Which lines in the records below hold the word "prefix"? Copy each of them.

Dataset records:
_ _ _ _ _

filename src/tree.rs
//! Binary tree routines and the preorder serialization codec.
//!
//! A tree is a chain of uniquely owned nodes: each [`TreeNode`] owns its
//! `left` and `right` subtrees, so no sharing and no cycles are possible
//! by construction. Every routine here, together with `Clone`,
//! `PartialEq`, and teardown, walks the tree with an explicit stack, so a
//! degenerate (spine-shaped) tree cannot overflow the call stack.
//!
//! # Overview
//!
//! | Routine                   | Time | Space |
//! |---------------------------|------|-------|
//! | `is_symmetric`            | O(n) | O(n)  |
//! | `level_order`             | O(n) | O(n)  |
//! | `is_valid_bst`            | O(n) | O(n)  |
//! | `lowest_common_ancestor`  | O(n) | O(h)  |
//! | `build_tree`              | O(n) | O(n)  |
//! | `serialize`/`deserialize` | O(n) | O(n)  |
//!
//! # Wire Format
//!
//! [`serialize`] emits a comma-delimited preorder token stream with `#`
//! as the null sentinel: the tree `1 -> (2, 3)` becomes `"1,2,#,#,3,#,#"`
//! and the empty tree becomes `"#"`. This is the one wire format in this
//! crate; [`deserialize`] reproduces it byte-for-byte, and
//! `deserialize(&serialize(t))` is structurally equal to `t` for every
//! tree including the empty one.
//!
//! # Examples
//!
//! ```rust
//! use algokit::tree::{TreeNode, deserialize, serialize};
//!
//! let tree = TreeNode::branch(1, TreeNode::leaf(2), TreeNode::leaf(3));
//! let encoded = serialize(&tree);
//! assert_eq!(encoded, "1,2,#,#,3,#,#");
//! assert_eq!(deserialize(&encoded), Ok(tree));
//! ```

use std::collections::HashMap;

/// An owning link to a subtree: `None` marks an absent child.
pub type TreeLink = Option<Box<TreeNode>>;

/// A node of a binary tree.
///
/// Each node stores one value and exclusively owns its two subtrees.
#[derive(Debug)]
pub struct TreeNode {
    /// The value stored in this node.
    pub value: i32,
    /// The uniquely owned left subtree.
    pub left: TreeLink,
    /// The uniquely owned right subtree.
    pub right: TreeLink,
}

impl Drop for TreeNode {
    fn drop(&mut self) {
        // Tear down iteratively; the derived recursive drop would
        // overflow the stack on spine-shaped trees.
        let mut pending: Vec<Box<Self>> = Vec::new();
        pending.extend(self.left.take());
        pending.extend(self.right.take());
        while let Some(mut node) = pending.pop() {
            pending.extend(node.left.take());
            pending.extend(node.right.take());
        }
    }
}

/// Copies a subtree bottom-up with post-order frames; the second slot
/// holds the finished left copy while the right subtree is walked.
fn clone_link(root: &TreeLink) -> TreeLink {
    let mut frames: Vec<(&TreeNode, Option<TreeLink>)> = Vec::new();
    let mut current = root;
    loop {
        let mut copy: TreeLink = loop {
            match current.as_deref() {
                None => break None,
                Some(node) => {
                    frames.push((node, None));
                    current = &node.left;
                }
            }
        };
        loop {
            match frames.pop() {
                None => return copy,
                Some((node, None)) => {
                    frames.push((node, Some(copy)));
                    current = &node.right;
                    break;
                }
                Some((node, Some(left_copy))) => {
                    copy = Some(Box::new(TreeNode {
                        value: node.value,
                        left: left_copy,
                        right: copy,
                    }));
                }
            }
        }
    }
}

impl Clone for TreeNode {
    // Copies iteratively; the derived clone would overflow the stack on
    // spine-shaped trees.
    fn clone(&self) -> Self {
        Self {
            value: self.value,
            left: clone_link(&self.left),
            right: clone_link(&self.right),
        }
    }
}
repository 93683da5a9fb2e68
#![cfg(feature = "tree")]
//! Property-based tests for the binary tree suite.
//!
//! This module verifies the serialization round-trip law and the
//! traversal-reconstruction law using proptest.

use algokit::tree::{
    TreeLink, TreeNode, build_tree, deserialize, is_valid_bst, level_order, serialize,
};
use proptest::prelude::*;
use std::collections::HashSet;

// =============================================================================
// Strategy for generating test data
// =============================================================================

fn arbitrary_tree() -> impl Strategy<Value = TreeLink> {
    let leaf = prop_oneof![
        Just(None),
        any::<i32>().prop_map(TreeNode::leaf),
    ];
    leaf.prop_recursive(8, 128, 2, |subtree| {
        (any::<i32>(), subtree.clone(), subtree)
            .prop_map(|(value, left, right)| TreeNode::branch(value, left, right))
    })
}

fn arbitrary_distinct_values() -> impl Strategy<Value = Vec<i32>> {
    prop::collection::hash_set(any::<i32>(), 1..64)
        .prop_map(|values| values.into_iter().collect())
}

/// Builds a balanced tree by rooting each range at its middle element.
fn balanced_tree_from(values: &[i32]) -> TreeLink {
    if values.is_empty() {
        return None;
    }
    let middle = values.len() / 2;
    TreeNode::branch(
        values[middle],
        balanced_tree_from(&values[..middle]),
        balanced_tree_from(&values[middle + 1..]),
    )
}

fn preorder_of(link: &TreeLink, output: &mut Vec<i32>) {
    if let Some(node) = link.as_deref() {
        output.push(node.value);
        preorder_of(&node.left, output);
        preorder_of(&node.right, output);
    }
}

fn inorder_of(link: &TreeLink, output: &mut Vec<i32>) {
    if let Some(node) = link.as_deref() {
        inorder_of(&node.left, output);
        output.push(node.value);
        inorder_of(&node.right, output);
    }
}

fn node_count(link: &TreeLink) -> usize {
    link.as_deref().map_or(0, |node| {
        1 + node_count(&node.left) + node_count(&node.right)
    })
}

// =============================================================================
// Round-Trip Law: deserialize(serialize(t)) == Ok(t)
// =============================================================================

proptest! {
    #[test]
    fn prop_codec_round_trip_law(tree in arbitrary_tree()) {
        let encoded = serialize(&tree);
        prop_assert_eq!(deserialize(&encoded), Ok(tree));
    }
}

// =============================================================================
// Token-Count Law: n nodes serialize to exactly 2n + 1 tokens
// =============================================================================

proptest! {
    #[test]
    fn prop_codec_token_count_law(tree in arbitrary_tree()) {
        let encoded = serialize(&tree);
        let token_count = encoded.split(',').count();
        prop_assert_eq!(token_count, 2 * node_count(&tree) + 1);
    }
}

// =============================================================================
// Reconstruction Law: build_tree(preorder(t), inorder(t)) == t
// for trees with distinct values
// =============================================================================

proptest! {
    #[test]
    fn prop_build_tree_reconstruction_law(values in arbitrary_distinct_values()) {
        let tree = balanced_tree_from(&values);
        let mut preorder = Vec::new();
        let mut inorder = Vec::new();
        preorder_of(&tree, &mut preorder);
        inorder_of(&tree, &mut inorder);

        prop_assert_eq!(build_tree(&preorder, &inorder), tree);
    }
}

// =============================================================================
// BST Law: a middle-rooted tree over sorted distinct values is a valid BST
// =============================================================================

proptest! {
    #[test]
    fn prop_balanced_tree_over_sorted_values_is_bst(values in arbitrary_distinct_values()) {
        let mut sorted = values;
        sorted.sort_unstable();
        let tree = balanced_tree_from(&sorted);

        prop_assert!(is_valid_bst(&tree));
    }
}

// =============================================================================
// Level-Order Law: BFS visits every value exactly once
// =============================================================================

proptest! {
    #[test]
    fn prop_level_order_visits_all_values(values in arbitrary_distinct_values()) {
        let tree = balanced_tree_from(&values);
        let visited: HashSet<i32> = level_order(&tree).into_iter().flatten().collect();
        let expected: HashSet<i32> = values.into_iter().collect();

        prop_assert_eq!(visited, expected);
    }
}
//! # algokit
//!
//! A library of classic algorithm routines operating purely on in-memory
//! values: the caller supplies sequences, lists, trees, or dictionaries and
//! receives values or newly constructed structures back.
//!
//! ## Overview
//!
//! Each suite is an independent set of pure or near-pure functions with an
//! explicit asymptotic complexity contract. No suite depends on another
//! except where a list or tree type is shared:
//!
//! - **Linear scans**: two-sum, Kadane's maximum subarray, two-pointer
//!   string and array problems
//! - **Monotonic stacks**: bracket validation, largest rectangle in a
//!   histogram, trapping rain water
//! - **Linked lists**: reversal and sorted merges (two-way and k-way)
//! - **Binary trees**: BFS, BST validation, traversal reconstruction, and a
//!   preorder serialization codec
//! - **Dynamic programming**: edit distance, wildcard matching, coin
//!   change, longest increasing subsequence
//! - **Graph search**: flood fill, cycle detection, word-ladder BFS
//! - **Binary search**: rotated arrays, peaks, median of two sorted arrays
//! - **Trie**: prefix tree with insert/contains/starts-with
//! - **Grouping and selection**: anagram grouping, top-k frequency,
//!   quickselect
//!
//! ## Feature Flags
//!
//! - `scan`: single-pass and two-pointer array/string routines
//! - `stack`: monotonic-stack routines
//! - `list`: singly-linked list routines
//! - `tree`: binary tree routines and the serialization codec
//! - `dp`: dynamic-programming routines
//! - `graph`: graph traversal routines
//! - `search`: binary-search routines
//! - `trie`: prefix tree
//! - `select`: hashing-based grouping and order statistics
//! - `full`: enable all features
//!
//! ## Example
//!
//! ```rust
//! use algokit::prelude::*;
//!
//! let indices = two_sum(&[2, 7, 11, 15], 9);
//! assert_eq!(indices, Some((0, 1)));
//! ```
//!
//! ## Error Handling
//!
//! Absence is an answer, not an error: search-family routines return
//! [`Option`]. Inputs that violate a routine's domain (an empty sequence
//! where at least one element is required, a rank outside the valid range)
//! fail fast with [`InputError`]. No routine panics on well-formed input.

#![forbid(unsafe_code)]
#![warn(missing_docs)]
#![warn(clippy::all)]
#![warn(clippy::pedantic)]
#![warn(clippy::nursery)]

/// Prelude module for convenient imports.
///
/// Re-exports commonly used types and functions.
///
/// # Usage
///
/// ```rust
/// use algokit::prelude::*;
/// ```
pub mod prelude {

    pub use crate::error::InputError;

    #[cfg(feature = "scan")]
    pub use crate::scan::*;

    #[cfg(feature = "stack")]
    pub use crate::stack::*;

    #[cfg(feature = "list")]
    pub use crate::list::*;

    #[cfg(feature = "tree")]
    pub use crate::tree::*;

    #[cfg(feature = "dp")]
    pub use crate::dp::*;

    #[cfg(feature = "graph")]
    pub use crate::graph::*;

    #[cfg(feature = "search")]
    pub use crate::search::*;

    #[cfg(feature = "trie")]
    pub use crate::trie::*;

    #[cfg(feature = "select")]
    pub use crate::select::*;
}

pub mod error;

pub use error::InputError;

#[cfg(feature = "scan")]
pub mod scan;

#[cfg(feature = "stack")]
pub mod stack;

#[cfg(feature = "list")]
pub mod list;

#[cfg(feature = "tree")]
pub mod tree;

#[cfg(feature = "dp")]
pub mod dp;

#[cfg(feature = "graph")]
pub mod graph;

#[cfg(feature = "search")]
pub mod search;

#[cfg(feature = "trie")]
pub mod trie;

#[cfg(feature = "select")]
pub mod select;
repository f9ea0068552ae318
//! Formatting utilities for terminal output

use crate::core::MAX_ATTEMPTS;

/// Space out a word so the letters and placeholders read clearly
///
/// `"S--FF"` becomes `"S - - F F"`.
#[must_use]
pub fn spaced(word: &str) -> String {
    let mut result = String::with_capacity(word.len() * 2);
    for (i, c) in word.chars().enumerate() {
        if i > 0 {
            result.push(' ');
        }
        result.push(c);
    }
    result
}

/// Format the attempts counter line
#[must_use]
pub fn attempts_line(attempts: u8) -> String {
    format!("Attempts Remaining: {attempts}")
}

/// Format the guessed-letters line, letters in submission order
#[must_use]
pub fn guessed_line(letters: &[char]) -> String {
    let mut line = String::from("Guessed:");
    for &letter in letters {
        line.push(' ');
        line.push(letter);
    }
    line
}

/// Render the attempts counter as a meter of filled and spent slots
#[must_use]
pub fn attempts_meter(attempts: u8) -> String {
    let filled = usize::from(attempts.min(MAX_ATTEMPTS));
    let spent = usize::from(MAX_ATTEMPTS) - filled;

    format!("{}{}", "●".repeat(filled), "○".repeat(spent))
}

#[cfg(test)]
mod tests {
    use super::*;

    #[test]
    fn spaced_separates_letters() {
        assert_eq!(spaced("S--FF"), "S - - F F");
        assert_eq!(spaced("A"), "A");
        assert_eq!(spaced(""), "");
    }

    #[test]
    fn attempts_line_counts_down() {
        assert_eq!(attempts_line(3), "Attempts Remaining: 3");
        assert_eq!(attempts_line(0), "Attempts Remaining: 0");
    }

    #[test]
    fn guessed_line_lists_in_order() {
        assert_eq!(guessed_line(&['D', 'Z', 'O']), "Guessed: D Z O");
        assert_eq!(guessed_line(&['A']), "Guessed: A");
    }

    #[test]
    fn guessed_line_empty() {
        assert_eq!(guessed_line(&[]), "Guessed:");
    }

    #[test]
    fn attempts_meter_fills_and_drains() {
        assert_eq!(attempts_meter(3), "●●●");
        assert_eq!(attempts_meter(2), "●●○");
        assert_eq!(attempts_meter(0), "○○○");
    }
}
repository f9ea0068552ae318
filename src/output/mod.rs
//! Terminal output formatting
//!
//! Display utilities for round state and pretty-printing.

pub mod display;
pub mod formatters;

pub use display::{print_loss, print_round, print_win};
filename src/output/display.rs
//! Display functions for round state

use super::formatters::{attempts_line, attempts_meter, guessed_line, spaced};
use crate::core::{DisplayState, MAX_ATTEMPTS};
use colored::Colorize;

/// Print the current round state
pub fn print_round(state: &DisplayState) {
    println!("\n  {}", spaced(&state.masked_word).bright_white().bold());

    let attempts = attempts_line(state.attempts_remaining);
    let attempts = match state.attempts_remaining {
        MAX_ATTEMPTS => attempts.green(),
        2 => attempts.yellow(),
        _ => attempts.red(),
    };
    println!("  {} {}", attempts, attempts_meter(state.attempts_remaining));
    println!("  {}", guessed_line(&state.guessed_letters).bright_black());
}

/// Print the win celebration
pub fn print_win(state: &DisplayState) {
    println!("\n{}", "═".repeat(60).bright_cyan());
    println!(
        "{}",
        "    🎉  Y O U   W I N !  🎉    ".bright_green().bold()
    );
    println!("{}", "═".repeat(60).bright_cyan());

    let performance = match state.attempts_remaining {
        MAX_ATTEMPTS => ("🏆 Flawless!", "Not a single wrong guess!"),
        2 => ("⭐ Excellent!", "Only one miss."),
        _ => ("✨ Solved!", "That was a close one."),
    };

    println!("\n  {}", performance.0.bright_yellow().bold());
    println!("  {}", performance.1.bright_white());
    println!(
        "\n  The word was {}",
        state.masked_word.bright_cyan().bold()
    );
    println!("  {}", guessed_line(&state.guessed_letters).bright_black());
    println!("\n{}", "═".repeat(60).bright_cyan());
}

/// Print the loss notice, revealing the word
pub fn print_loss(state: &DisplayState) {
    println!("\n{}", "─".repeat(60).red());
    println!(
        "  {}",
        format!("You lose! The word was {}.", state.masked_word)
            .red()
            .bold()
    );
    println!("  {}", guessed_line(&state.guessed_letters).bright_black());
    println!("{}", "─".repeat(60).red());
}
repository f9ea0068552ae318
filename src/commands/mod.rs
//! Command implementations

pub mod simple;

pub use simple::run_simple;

_ _ _ _ _

Answer to this problem:
//! - **Trie**: prefix tree with insert/contains/starts-with
//! - `trie`: prefix tree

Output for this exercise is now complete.